Effetto isotopico nel processo di trasferimento di doppio protone di porficene indagato dal metodo QM/MM migliorato

Published: July 19, 2019 doi: 10.3791/60040

Summary

Un protocollo che utilizza un metodo QM/MM migliorato per studiare l'effetto isotopico sul processo di trasferimento di due protoni in porficene è presentato qui.

Abstract

La sostituzione del singolo deuterio in porficene porta ad una geometria molecolare asimmetrica, che può influenzare il processo di trasferimento del doppio protone nella molecola di porficene. In questo studio, abbiamo applicato un metodo QM/MM migliorato chiamato SITS-QM/MM per studiare gli effetti dell'isotopo idrogeno/deuterio (H/D) sul doppio trasferimento di protoni nella porficene. I cambiamenti di distanza nelle simulazioni di dinamiche molecolari SITS-QM/MM hanno suggerito che il deuterio sostituito porphycene ha adottato il meccanismo di trasferimento del doppio protone stepwise. L'analisi strutturale e gli spostamenti di energia libera del processo di trasferimento dei doppi protoni hanno indicato che la sostituzione isotopica asimmetrica ha compresso sottilmente i legami di idrogeno covalenti e può alterare la posizione dello stato di transizione originale.

Introduction

Il processo di trasferimento dei protoni nelle porficene ospita potenziali applicazioni nello sviluppo di interruttori molecolari, transistor e dispositivi di archiviazione delle informazioni1,2. In particolare, la tautomerizzazione delle porficene attraverso il processo di trasferimento di doppi protoni ha attirato ampio interesse nei campi della spettroscopia e della fotofisica2. Gli atomi interni di idrogeno di porphycene possono migrare da un isomero trans all'altro isomer trans equivalente attraverso il processo di trasferimento di doppio protoni, come mostrato nella Figura 1. Sono stati proposti due meccanismi per il processo di trasferimento dei doppi protoni: il meccanismo concertato e graduale3,4. Nel processo concertato di trasferimento di due protoni, entrambi gli atomi di protoni si spostano allo stato di transizione in modo sincrono in modo simmetrico, mentre un protone completa il trasferimento prima dell'altro protone in un processo stepwise. Due atomi di idrogeno possono essere trasferiti simultaneamente o passo a seconda della forza di correlazione tra due atomi di idrogeno5.

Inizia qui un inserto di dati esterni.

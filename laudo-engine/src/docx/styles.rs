//! Style sheet lookups
//!
//! Only the question "does the template define this paragraph style?" matters here. A
//! candidate matches either a style id (`ListBullet`) or a display name (`List Bullet`),
//! case-insensitively, and resolves to the style id to put in `w:pStyle`.

use super::xml::XmlTree;
use crate::config::StyleCandidates;

#[derive(Debug, Clone, Default, PartialEq, Eq)]
pub struct StyleSheet {
    /// (style id, display name) for every paragraph style
    styles: Vec<(String, Option<String>)>,
}

impl StyleSheet {
    pub fn from_tree(tree: &XmlTree) -> Self {
        let mut styles = Vec::new();
        for style in tree.children_named(tree.root(), "w:style") {
            if !matches!(tree.attr(style, "w:type"), None | Some("paragraph")) {
                continue;
            }
            let Some(id) = tree.attr(style, "w:styleId") else {
                continue;
            };
            let name = tree
                .first_child_named(style, "w:name")
                .and_then(|name| tree.attr(name, "w:val"))
                .map(str::to_string);
            styles.push((id.to_string(), name));
        }
        Self { styles }
    }

    pub fn is_empty(&self) -> bool {
        self.styles.is_empty()
    }

    /// Style id of the first candidate the template defines.
    pub fn resolve<S: AsRef<str>>(&self, candidates: &[S]) -> Option<&str> {
        candidates.iter().find_map(|candidate| {
            let candidate = candidate.as_ref();
            self.styles
                .iter()
                .find(|(id, name)| {
                    id.eq_ignore_ascii_case(candidate)
                        || name
                            .as_deref()
                            .is_some_and(|name| name.eq_ignore_ascii_case(candidate))
                })
                .map(|(id, _)| id.as_str())
        })
    }
}

/// Style ids picked once per document from the configured candidates.
#[derive(Debug, Clone, Default, PartialEq, Eq)]
pub struct ResolvedStyles {
    pub bullet: Option<String>,
    pub plain: Option<String>,
    pub heading: Option<String>,
}

impl ResolvedStyles {
    pub fn resolve(sheet: &StyleSheet, candidates: &StyleCandidates) -> Self {
        let pick = |names: &[String]| sheet.resolve(names).map(str::to_string);
        Self {
            bullet: pick(&candidates.bullet),
            plain: pick(&candidates.plain),
            heading: pick(&candidates.heading),
        }
    }

    /// Bullet style, else the plain style, else none.
    pub fn list_item(&self) -> Option<&str> {
        self.bullet.as_deref().or(self.plain.as_deref())
    }
}
//! Insertion point discovery
//!
//! The fixed part of a template ends with a sentinel sentence ("Nada mais havendo…"). It is
//! found by content: the top-level body paragraphs are scanned for any configured phrase,
//! and the last paragraph containing one wins. A template without the sentence gets its
//! sections at the end of the body.

use crate::docx::paragraph::paragraph_text;
use crate::docx::xml::NodeId;
use crate::docx::Document;

#[derive(Debug, Clone, Copy, PartialEq, Eq)]
pub enum InsertionPoint {
    After(NodeId),
    /// End of the body, before the final section properties.
    Tail,
}

pub fn locate(document: &Document, phrases: &[String]) -> InsertionPoint {
    let phrases: Vec<&str> = phrases
        .iter()
        .map(String::as_str)
        .filter(|phrase| !phrase.trim().is_empty())
        .collect();
    document
        .body_paragraphs()
        .into_iter()
        .rev()
        .find(|p| {
            let text = paragraph_text(document.tree(), *p);
            phrases.iter().any(|phrase| text.contains(phrase))
        })
        .map(InsertionPoint::After)
        .unwrap_or(InsertionPoint::Tail)
}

La sostituzione isotopica è stata utilizzata per rilevare le proprietà strutturali delle molecole e le costanti di frequenza della cinetica di reazione6. La sostituzione di un singolo deuterio nell'idrogeno interno della porficena porta ad una forma asimmetrica della molecola. Il legame di idrogeno può espandersi o contrarsi a causa della differenza di massa tra gli atomi di idrogeno e deuterio. La sostituzione isotopica introduce una perturbazione nell'impalcatura della porfisia. Si pone la questione se la struttura asimmetrica influirebbe sul processo di trasferimento dei protoni. Limbach e colleghi hanno riferito che la sostituzione dell'idrogeno con il deuterio comprimerà entrambi i legami di idrogeno, e l'accoppiamento cooperativo di due legami di idrogeno in porficene può favorire il meccanismo concertato7, mentre Yoshikawa ha dichiarato che la deuterazione renderebbe il meccanismo graduale contribuire più del meccanismo concertato8. Sono state sviluppate tecniche sperimentali, come la spettroscopia a forza, percatturare i dettagli della tautomerizzazione in un'unica porficene 9. Tuttavia, è ancora difficile determinare sperimentalmente i dettagli atomici del trasferimento di protoni a causa della sua natura transitoria.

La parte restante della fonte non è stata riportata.